Sun Yanxiang, Huang Xuansheng, Hu Bing, Wu Zidi, Zhang Yanchun, Yuan Yong, Feng Li
Department of Cardiology, Zhongshan City People's Hospital, Zhongshan, China.
ESC Heart Fail. 2025 Aug;12(4):2985-2992. doi: 10.1002/ehf2.15317. Epub 2025 May 19.
Exercise training improves functional outcomes in chronic heart failure (HF), but the effects of early in-hospital physical activity on cardiovascular biomarkers and prognosis in acute congestive heart failure (AHF) patients remain unclear. This study investigated the short-term impact of early rehabilitation on prognostic biomarkers-high-sensitivity troponin T (hs-TnT), N-terminal pro-B-type natriuretic peptide (NT-proBNP), soluble suppression of tumourigenesis-2 (sST2), galectin-3 (Gal-3) and endothelin-1 (ET-1)-and evaluated associations with clinical outcomes.
A total of 118 hospitalized AHF patients (35 controls and 83 exercise group) underwent biomarker measurement before and after supervised rehabilitation using non-invasive cardiac output monitoring.

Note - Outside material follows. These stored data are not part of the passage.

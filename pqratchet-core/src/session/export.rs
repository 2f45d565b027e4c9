// SPDX-FileCopyrightText: 2026 Mattia Egloff <mattia.egloff@pm.me>
//
// SPDX-License-Identifier: GPL-3.0-or-later

//! Ratchet state export and import.
//!
//! Only public bookkeeping is exported: identifiers, counters, public keys
//! and timestamps. Importing produces a shell that cannot encrypt until the
//! session is re-established.

use serde::{Deserialize, Serialize};

use super::state::{RatchetState, SessionStatus};
use crate::config::SessionConfig;
use crate::crypto::KeyHandle;
use crate::error::{E2eeError, E2eeResult};

/// Current export format version.
pub const EXPORT_VERSION: u32 = 1;

/// Serialized form of a session's non-secret fields.
#[derive(Debug, Clone, PartialEq, Eq, Serialize, Deserialize)]
pub struct ExportedRatchetState {
    pub version: u32,
    pub chat_id: String,
    pub state_id: String,
    pub generation: u32,
    pub status: SessionStatus,
    pub our_identity_key: KeyHandle,
    pub their_identity_key: KeyHandle,
    pub our_ratchet_public_key: KeyHandle,
    pub their_ratchet_public_key: Option<KeyHandle>,
    pub sending_message_number: u32,
    pub receiving_message_number: u32,
    pub previous_sending_chain_length: u32,
    pub skipped_key_count: usize,
    pub created_at: u64,
    pub last_ratchet: u64,
}

impl ExportedRatchetState {
    pub(super) fn from_state(state: &RatchetState) -> Self {
        ExportedRatchetState {
            version: EXPORT_VERSION,
            chat_id: state.chat_id.clone(),
            state_id: state.state_id.clone(),
            generation: state.generation,
            status: state.status,
            our_identity_key: state.our_identity_key,
            their_identity_key: state.their_identity_key,
            our_ratchet_public_key: state.our_ratchet_public_key,
            their_ratchet_public_key: state.their_ratchet_public_key,
            sending_message_number: state.sending_message_number,
            receiving_message_number: state.receiving_message_number,
            previous_sending_chain_length: state.previous_sending_chain_length,
            skipped_key_count: state.skipped.len(),
            created_at: state.created_at,
            last_ratchet: state.last_ratchet,
        }
    }

    pub fn to_bytes(&self) -> E2eeResult<Vec<u8>> {
        Ok(serde_json::to_vec(self)?)
    }

    /// Parses an export blob, rejecting unknown versions.
    pub fn from_bytes(blob: &[u8]) -> E2eeResult<Self> {
        let exported: ExportedRatchetState = serde_json::from_slice(blob)?;
        if exported.version != EXPORT_VERSION {
            return Err(E2eeError::Serialization(format!(
                "unsupported export version {}",
                exported.version
            )));
        }
        Ok(exported)
    }

    /// Builds an imported shell keyed by `chat_id`.
    ///
    /// A compromised session stays compromised across export and import.
    pub(super) fn into_shell(self, chat_id: &str, config: &SessionConfig) -> RatchetState {
        let compromised = self.status == SessionStatus::Compromised;
        let mut shell = RatchetState::imported_shell(
            chat_id,
            self.state_id,
            self.generation,
            self.our_identity_key,
            self.their_identity_key,
            self.our_ratchet_public_key,
            self.their_ratchet_public_key,
            (
                self.sending_message_number,
                self.receiving_message_number,
                self.previous_sending_chain_length,
            ),
            (self.created_at, self.last_ratchet),
            config,
        );
        if compromised {
            shell.status = SessionStatus::Compromised;
        }
        shell
    }
}
/// Double Ratchet state for one conversation.
#[derive(Clone)]
pub struct RatchetState {
    pub(super) chat_id: String,
    pub(super) state_id: String,
    pub(super) generation: u32,
    pub(super) our_identity_key: KeyHandle,
    pub(super) their_identity_key: KeyHandle,
    root_key: Option<[u8; 32]>,
    sending_chain: Option<ChainKey>,
    receiving_chain: Option<ChainKey>,
    /// Receiving chain of the previous generation, for in-flight messages
    previous_receiving_chain: Option<(u32, ChainKey)>,
    our_ratchet: Option<RatchetKeyPair>,
    pub(super) our_ratchet_public_key: KeyHandle,
    pub(super) our_previous_ratchet_public_key: Option<KeyHandle>,
    pub(super) their_ratchet_public_key: Option<KeyHandle>,
    /// Peer ratchet key for the current generation, seen on an inbound message
    pub(super) peer_ratchet_hint: Option<KeyHandle>,
    pub(super) sending_message_number: u32,
    pub(super) receiving_message_number: u32,
    pub(super) previous_sending_chain_length: u32,
    pub(super) skipped: SkippedKeyCache,
    pub(super) created_at: u64,
    pub(super) last_ratchet: u64,
    pub(super) status: SessionStatus,
}

impl std::fmt::Debug for RatchetState {
    fn fmt(&self, f: &mut std::fmt::Formatter<'_>) -> std::fmt::Result {
        f.debug_struct("RatchetState")
            .field("chat_id", &self.chat_id)
            .field("state_id", &self.state_id)
            .field("generation", &self.generation)
            .field("status", &self.status)
            .field("root_key", &"[REDACTED]")
            .field("sending_message_number", &self.sending_message_number)
            .field("receiving_message_number", &self.receiving_message_number)
            .field("skipped_keys", &self.skipped.len())
            .finish()
    }
}

impl Drop for RatchetState {
    fn drop(&mut self) {
        if let Some(root) = self.root_key.as_mut() {
            root.zeroize();
        }
    }
}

Serum levels of NT-proBNP, hs-TnT, sST2, Gal-3, and ET-1 were analysed. Prognosis was assessed via 12-month follow-up for all-cause mortality. Statistical analysis included ANOVA for biomarker changes and Kaplan-Meier survival analysis. Post-intervention, NT-proBNP levels increased significantly in the exercise group (2900 ± 700 pg/mL to 3500 ± 760 pg/mL, P = 0.012), as did ET-1 (1.9 ± 0.4 pg/mL to 2.4 ± 0.5 pg/mL, P = 0.018). Hs-TnT, sST2 and Gal-3 showed no significant changes (all P > 0.05). Survival analysis demonstrated higher baseline hs-TnT [hazard ratio (HR) 2.1, 95% confidence interval (CI) 1.3-3.4] and greater NT-proBNP elevation post-exercise (ΔNT-proBNP HR 1.8, 95% CI 1.1-2.9) were independent predictors of mortality.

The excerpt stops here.